— Exercise —
Pull every line holding the word "parameter" from the data below and copy it.

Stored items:
+++

use imgmap::MapError;
use wasm_bindgen::JsValue;

use crate::interop::{new_obj, set_kv};

pub fn ok(v: JsValue) -> JsValue {
    let o = new_obj();
    set_kv(&o, "ok", &JsValue::from_bool(true));
    set_kv(&o, "value", &v);
    o.into()
}

pub fn err(code: &'static str, message: impl Into<String>, data: Option<JsValue>) -> JsValue {
    let root = new_obj();
    set_kv(&root, "ok", &JsValue::from_bool(false));
    let e = new_obj();
    set_kv(&e, "code", &JsValue::from_str(code));
    set_kv(&e, "message", &JsValue::from_str(&message.into()));
    if let Some(d) = data { set_kv(&e, "data", &d); }
    set_kv(&root, "error", &e.into());
    root.into()
}

#[inline]
pub fn non_finite(param: &str) -> JsValue {
    let d = new_obj(); set_kv(&d, "param", &JsValue::from_str(param));
    err("non_finite", format!("parameter '{}' must be finite", param), Some(d.into()))
}

#[inline]
pub fn out_of_range(param: &str, min: f64, max: f64, got: f64) -> JsValue {
    let d = new_obj();
    set_kv(&d, "param", &JsValue::from_str(param));
    set_kv(&d, "min", &JsValue::from_f64(min));
    set_kv(&d, "max", &JsValue::from_f64(max));
    set_kv(&d, "got", &JsValue::from_f64(got));
    err("out_of_range", format!("parameter '{}' out of range", param), Some(d.into()))
}

#[inline]
pub fn invalid_index(index: u32, len: usize) -> JsValue {
    let d = new_obj();
    set_kv(&d, "index", &JsValue::from_f64(index as f64));
    set_kv(&d, "len", &JsValue::from_f64(len as f64));
    err("invalid_index", "no displayed area at this index", Some(d.into()))
}

#[inline]
pub fn not_loaded() -> JsValue {
    err("not_loaded", "image has not finished loading", None)
}

pub fn map_error(e: &MapError) -> JsValue {
    err(e.code(), e.to_string(), None)
}

#[inline]
pub fn busy() -> JsValue {
    err("busy", "mapper is in the middle of another call", None)
}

+++

— The completed task —
    err("non_finite", format!("parameter '{}' must be finite", param), Some(d.into()))
    err("out_of_range", format!("parameter '{}' out of range", param), Some(d.into()))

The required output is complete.